Not only is Fassett (2009) dismissive of vertebrate biochronology, but his identification of Paleocene dinosaurs in the San Juan Basin contradicts published data that run counter to his correlations and assessment of the value of vertebrate biochronology in placement of the K/T boundary in the San Juan Basin and elsewhere. Indeed, across the Western Interior, and in particular in Texas and Utah, there are vertebrate fossil assemblages that contain dinosaurs, mammals, turtles and crocodylians that are similar to (or the same taxa as) those found in the Naashoibito Member of the Ojo Alamo Sandstone, and these have long been correlated to the Alamo Wash local fauna (e.g.,
Sullivan and Lucas 2006). Particularly similar to the Alamo Wash local fauna are the dinosaur-dominated assemblages of the North Horn Formation in eastern Utah and the Javelina Formation of the Big Bend region in Texas. Various data from these non-New Mexican sections indicate these are Late Cretaceous vertebrate assemblages (e.g.,
Cifelli et al. 1999;
Difley and Ekdale 1999;
Lehman et al. 2006). So, it strikes us as extraordinary that
Fassett (2009) claimed that only in the San Juan Basin is such a vertebrate fossil assemblage of Paleocene age. Indeed, if the Alamo Wash local fauna is Paleocene, then do we need to rethink the ages of the vertebrate fossil assemblages of units such as the Javelina Formation in Big Bend or the North Horn Formation in Utah?
We also stress that vertebrate biochronology of the K/T boundary in the Western Interior relies heavily on an extensive and detailed mammalian biostratigraphy.
Fassett's (2009) discussion ignored the large body of literature on mammal correlations across the K/T boundary that place the Alamo Wash local fauna in the Cretaceous and the Puercan assemblages, of the overlying Nacimiento Formation, in the early Paleocene. This body of work should have been addressed, because if the Alamo Wash local fauna mammals are Paleocene, then age determinations based on mammals from Alberta to Texas must be revised. We note that the mammal genera of the Alamo Wash local fauna, such as Alphadon, Essonodon and Meniscoessus, are not known elsewhere from Paleocene strata. They are characteristic Late Cretaceous mammals (Cifelli et al. 2004;
Lofgren et al. 2004;
Williamson and Weil 2008).
There is room to argue about the precise age within the Maastrichtian of the Alamo Wash local fauna, and this is a subject of discussion among vertebrate paleontologists (compare
Sullivan et al. 2005a to
Williamson and Weil 2008). However, this in no way diminishes the value of vertebrate biochronology to indicate that the K/T boundary in the San Juan Basin is between the stratigraphically highest in situ dinosaur fossils (in the Naashoibito Member of the Ojo Alamo Sandstone) and the stratigraphically lowest Puercan mammal fossils (in the Nacimiento Formation) (Figure 1).
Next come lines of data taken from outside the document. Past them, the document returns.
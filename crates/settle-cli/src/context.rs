use anyhow::Context;
use settle_config::SettleConfig;
use settle_fetch::{FetcherOptions, HttpFetcher};

use crate::cli::GlobalFlags;

/// Shared resources built once per invocation.
pub struct AppContext {
    pub config: SettleConfig,
    pub fetcher: HttpFetcher,
}

impl AppContext {
    /// Build the HTTP client from `[http]`, letting `--timeout-secs` win.
    pub fn init(mut config: SettleConfig, flags: &GlobalFlags) -> anyhow::Result<Self> {
        if let Some(secs) = flags.timeout_secs {
            config.http.timeout_secs = secs;
        }

        let options = FetcherOptions {
            timeout: config.http.timeout(),
            user_agent: config.http.user_agent.clone(),
        };
        let fetcher = HttpFetcher::new(&options).context("failed to build HTTP client")?;
        tracing::debug!(
            timeout_secs = config.http.timeout_secs,
            user_agent = %options.user_agent,
            "http client ready"
        );

        Ok(Self { config, fetcher })
    }
}
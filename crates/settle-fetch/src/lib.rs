//! # settle-fetch
//!
//! Concurrent HTTP fetching for settle.
//!
//! - [`HttpFetcher`] turns one GET/POST into an [`Outcome`], never an error,
//!   for transport failures, non-2xx statuses and malformed bodies.
//! - [`collector::collect`] runs one task per endpoint and waits for all of
//!   them to settle, returning outcomes in input order.
//! - [`pipeline::run_pipeline`] fetches a primary and a secondary collection
//!   concurrently and joins them into per-owner category counts.

pub mod collector;
pub mod pipeline;

mod error;
mod http;

pub use collector::{collect, collect_array};
pub use error::{FetchError, PipelineError};
pub use pipeline::{PipelineSpec, run_pipeline};

use std::future::Future;
use std::time::Duration;

use serde_json::{Map, Value};
use settle_core::{FailureReason, Outcome};

use crate::http::{check_status, network_failure, read_json_array, read_json_object};

// ── Fetch ──────────────────────────────────────────────────────────

/// Something that can retrieve one JSON collection.
///
/// Implementations must classify every expected failure into the returned
/// [`Outcome`]. Cloning is expected to be cheap; the collector hands one clone
/// to each spawned task.
pub trait Fetch: Clone + Send + Sync + 'static {
    /// GET `endpoint` and return the elements of its JSON array body.
    fn get(&self, endpoint: &str) -> impl Future<Output = Outcome<Value>> + Send;
}

// ── Client ─────────────────────────────────────────────────────────

/// Builder options for [`HttpFetcher`].
#[derive(Debug, Clone)]
pub struct FetcherOptions {
    /// Upper bound for each request. `None` leaves requests unbounded.
    pub timeout: Option<Duration>,
    pub user_agent: String,
}

impl Default for FetcherOptions {
    fn default() -> Self {
        Self {
            timeout: Some(Duration::from_secs(10)),
            user_agent: concat!("settle/", env!("CARGO_PKG_VERSION")).to_string(),
        }
    }
}

/// `reqwest`-backed fetcher.
#[derive(Debug, Clone)]
pub struct HttpFetcher {
    http: reqwest::Client,
}

impl HttpFetcher {
    /// Build a fetcher with the given timeout and user agent.
    ///
    /// # Errors
    ///
    /// Returns [`FetchError::Client`] if the underlying `reqwest::Client`
    /// fails to build.
    pub fn new(options: &FetcherOptions) -> Result<Self, FetchError> {
        let mut builder = reqwest::Client::builder().user_agent(options.user_agent.as_str());
        if let Some(timeout) = options.timeout {
            builder = builder.timeout(timeout);
        }
        Ok(Self {
            http: builder.build()?,
        })
    }

    /// GET `endpoint`, expecting a JSON array body.
    pub async fn get_collection(&self, endpoint: &str) -> Outcome<Value> {
        let result = async {
            let resp = self
                .http
                .get(endpoint)
                .send()
                .await
                .map_err(|e| network_failure(&e))?;
            read_json_array(check_status(resp)?).await
        }
        .await;

        if let Err(reason) = &result {
            tracing::debug!(endpoint, %reason, "GET settled with failure");
        }
        Outcome::from(result)
    }

    /// POST `body` as JSON to `endpoint`, expecting a JSON object back.
    ///
    /// A success carries exactly one element: the object the server returned.
    pub async fn post(
        &self,
        endpoint: &str,
        body: &Map<String, Value>,
    ) -> Outcome<Map<String, Value>> {
        let result = async {
            let resp = self
                .http
                .post(endpoint)
                .header(reqwest::header::CONTENT_TYPE, "application/json")
                .json(body)
                .send()
                .await
                .map_err(|e| network_failure(&e))?;
            let status = resp.status().as_u16();
            let object = read_json_object(check_status(resp)?).await?;
            tracing::debug!(endpoint, status, "POST accepted");
            Ok::<_, FailureReason>(vec![object])
        }
        .await;

        if let Err(reason) = &result {
            tracing::debug!(endpoint, %reason, "POST settled with failure");
        }
        Outcome::from(result)
    }
}

impl Fetch for HttpFetcher {
    async fn get(&self, endpoint: &str) -> Outcome<Value> {
        self.get_collection(endpoint).await
    }
}
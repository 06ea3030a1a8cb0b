use serde::Serialize;
use serde_json::Value;
use settle_core::AggregateRecord;

use crate::cli::OutputFormat;
use crate::ui;

pub mod table;

/// Header and rows for a table view that should not be derived from JSON keys.
pub struct TableView {
    pub headers: Vec<String>,
    pub rows: Vec<Vec<String>>,
}

/// Render a serializable response to a string in the requested format.
pub fn render<T: Serialize>(value: &T, format: OutputFormat) -> anyhow::Result<String> {
    match format {
        OutputFormat::Json => Ok(serde_json::to_string_pretty(value)?),
        OutputFormat::Table => render_table(value),
        OutputFormat::Raw => Ok(serde_json::to_string(value)?),
    }
}

/// Like [`render`], but `view` supplies the table layout.
pub fn render_with_view<T: Serialize>(
    value: &T,
    format: OutputFormat,
    view: impl FnOnce() -> TableView,
) -> anyhow::Result<String> {
    if format != OutputFormat::Table {
        return render(value, format);
    }
    let view = view();
    if view.rows.is_empty() {
        return Ok(String::from("(no rows)"));
    }
    let headers = view.headers.iter().map(String::as_str).collect::<Vec<_>>();
    Ok(table::render_table(&headers, &view.rows, table_options()))
}

/// Print a serializable response in the requested format.
pub fn output<T: Serialize>(value: &T, format: OutputFormat) -> anyhow::Result<()> {
    let rendered = render(value, format)?;
    println!("{rendered}");
    Ok(())
}

/// One row per owner, one column per category in `categories` order, then `total`.
pub fn aggregate_view(records: &[AggregateRecord], categories: &[String]) -> TableView {
    let mut headers = Vec::with_capacity(categories.len() + 2);
    headers.push(String::from("owner"));
    headers.extend(categories.iter().cloned());
    headers.push(String::from("total"));

    let rows = records
        .iter()
        .map(|record| {
            let mut row = Vec::with_capacity(headers.len());
            row.push(record.owner_name.clone());
            row.extend(categories.iter().map(|name| record.count(name).to_string()));
            row.push(record.total().to_string());
            row
        })
        .collect();

    TableView { headers, rows }
}

fn table_options() -> table::TableOptions {
    let prefs = ui::prefs();
    table::TableOptions {
        max_width: prefs.term_width,
        color: prefs.table_color,
    }
}

fn render_table<T: Serialize>(value: &T) -> anyhow::Result<String> {
    let options = table_options();
    let rows = match serde_json::to_value(value)? {
        Value::Object(map) => {
            let rows = map
                .into_iter()
                .map(|(key, value)| vec![key, value_to_cell(&value)])
                .collect::<Vec<_>>();
            return Ok(table::render_table(&["key", "value"], &rows, options));
        }
        Value::Array(items) if items.is_empty() => return Ok(String::from("(no rows)")),
        Value::Array(items) => items.iter().map(|item| vec![value_to_cell(item)]).collect(),
        scalar => vec![vec![value_to_cell(&scalar)]],
    };
    Ok(table::render_table(&["value"], &rows, options))
}

fn value_to_cell(value: &Value) -> String {
    match value {
        Value::Null => String::from("-"),
        Value::String(v) => v.clone(),
        other => other.to_string(),
    }
}
pub mod dispatch;
pub mod fetch;
pub mod post;
pub mod report;
pub mod schema;
pub mod summarize;
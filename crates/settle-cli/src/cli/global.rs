use clap::ValueEnum;

/// Shared output mode across all commands.
#[derive(Clone, Copy, Debug, Eq, PartialEq, ValueEnum)]
pub enum OutputFormat {
    Json,
    Table,
    Raw,
}

impl OutputFormat {
    /// Parse a config-file value, case-insensitively.
    pub fn from_config(value: &str) -> Option<Self> {
        <Self as ValueEnum>::from_str(value, true).ok()
    }
}

/// Global flags available before or after subcommands.
#[derive(Clone, Debug)]
pub struct GlobalFlags {
    pub format: OutputFormat,
    pub quiet: bool,
    pub verbose: bool,
    pub timeout_secs: Option<u64>,
}
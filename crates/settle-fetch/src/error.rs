//! Fetch and pipeline error types.
//!
//! Fetch failures are not here: they are [`settle_core::FailureReason`]
//! values inside an `Outcome`. These errors cover setup and caller mistakes.

use settle_core::{CategoryError, StrictError};
use thiserror::Error;

/// The HTTP client could not be constructed.
#[derive(Debug, Error)]
pub enum FetchError {
    /// TLS backend or client builder failure.
    #[error("failed to build HTTP client: {0}")]
    Client(#[from] reqwest::Error),
}

/// Errors that abort a pipeline run.
#[derive(Debug, Error)]
pub enum PipelineError {
    /// The category set is unusable.
    #[error("invalid category set: {0}")]
    Category(#[from] CategoryError),

    /// Fail-fast mode is on and an endpoint failed.
    #[error(transparent)]
    Strict(#[from] StrictError),
}
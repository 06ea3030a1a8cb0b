use schemars::schema_for;
use serde_json::Value;
use settle_core::stats::StatusSummary;
use settle_core::{AggregateRecord, Outcome, Warning};

use crate::cli::root_commands::{SchemaArgs, SchemaType};

/// Handle `settle schema`. Always pretty JSON: the schema is the output.
pub fn handle(args: &SchemaArgs) -> anyhow::Result<()> {
    println!("{}", render(args.type_name)?);
    Ok(())
}

fn render(type_name: SchemaType) -> anyhow::Result<String> {
    let schema = match type_name {
        SchemaType::Aggregate => schema_for!(Vec<AggregateRecord>),
        SchemaType::Outcome => schema_for!(Outcome<Value>),
        SchemaType::Warning => schema_for!(Warning),
        SchemaType::Summary => schema_for!(StatusSummary),
    };
    Ok(serde_json::to_string_pretty(&schema)?)
}
//! Foreign-key join of primary records against secondary records.
//!
//! The join is pure and synchronous. It degrades instead of failing:
//! - primary failure: nothing to aggregate against, the result is empty
//! - secondary failure: treated as an empty collection, every count is zero
//!
//! Duplicate primary ids are collapsed to their first occurrence.

use std::collections::{BTreeMap, HashMap, HashSet};

use crate::category::CategorySet;
use crate::outcome::Outcome;
use crate::records::{AggregateRecord, PrimaryRecord, SecondaryRecord};

/// Join using foreign-key equality on `PrimaryRecord::id`.
///
/// Secondary records are indexed by foreign key first, so this runs in
/// `O(P + S·C)` for `C` categories.
#[must_use]
pub fn aggregate(
    primary: &Outcome<PrimaryRecord>,
    secondary: &Outcome<SecondaryRecord>,
    categories: &CategorySet,
) -> Vec<AggregateRecord> {
    let Outcome::Success { payload: owners } = primary else {
        return Vec::new();
    };

    let mut by_key: HashMap<i64, Vec<&SecondaryRecord>> = HashMap::new();
    for record in secondary.payload_or_empty() {
        by_key.entry(record.foreign_key).or_default().push(record);
    }

    unique_owners(owners)
        .map(|owner| {
            let owned = by_key.get(&owner.id).map_or(&[][..], Vec::as_slice);
            tally(owner, owned.iter().copied(), categories)
        })
        .collect()
}

/// Join using an arbitrary equality relation between owner and record.
///
/// Runs in `O(P·S)`. With `|p, s| s.foreign_key == p.id` it produces the same
/// output as [`aggregate`].
#[must_use]
pub fn aggregate_by<F>(
    primary: &Outcome<PrimaryRecord>,
    secondary: &Outcome<SecondaryRecord>,
    categories: &CategorySet,
    belongs_to: F,
) -> Vec<AggregateRecord>
where
    F: Fn(&PrimaryRecord, &SecondaryRecord) -> bool,
{
    let Outcome::Success { payload: owners } = primary else {
        return Vec::new();
    };
    let records = secondary.payload_or_empty();

    unique_owners(owners)
        .map(|owner| {
            let owned = records.iter().filter(|record| belongs_to(owner, *record));
            tally(owner, owned, categories)
        })
        .collect()
}

fn unique_owners(owners: &[PrimaryRecord]) -> impl Iterator<Item = &PrimaryRecord> {
    let mut seen = HashSet::with_capacity(owners.len());
    owners.iter().filter(move |owner| seen.insert(owner.id))
}

fn tally<'a>(
    owner: &PrimaryRecord,
    owned: impl Iterator<Item = &'a SecondaryRecord> + Clone,
    categories: &CategorySet,
) -> AggregateRecord {
    let counts_by_category: BTreeMap<String, u64> = categories
        .iter()
        .map(|category| {
            let count = owned
                .clone()
                .filter(|record| category.predicate.matches(record))
                .count();
            (category.name.clone(), count as u64)
        })
        .collect();

    AggregateRecord {
        owner_name: owner.name.clone(),
        counts_by_category,
    }
}
use anyhow::{Context, bail};
use serde_json::{Map, Value};

use crate::cli::GlobalFlags;
use crate::cli::root_commands::PostArgs;
use crate::context::AppContext;
use crate::output::output;

/// Handle `settle post`.
pub async fn handle(args: &PostArgs, ctx: &AppContext, flags: &GlobalFlags) -> anyhow::Result<()> {
    let body = parse_body(&args.body)?;
    let created = ctx
        .fetcher
        .post(&args.endpoint, &body)
        .await
        .into_strict(&args.endpoint)?;

    match created.as_slice() {
        [object] => output(object, flags.format),
        other => bail!("expected one object from {}, got {}", args.endpoint, other.len()),
    }
}

fn parse_body(raw: &str) -> anyhow::Result<Map<String, Value>> {
    match serde_json::from_str::<Value>(raw).context("--body is not valid JSON")? {
        Value::Object(map) => Ok(map),
        _ => bail!("--body must be a JSON object"),
    }
}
Finally, there is another questionable issue, discussed by
Fassett (2009, p. 58-60)
— his claim of Paleocene dinosaurs in the Animas Formation. Fassett based this claim on an unpublished "Triceratops" specimen found 11 m above the base of the Animas Formation and a Paleocene flora, published by Knowlton (1924), found "about 60 m above the base of the Animas to near its top more than 500 m above the base of the formation" (Fassett 2009, p. 58). Clearly, the dinosaur specimen is stratigraphically below the Paleocene plant fossils, so how can the plant fossils indicate a Paleocene age for the dinosaur? Furthermore, the dinosaur fossil is stratigraphically below the lowest Paleocene palynomorphs reported from the Animas Formation, which are about 30 m above its base (Newman 1987, p. 158).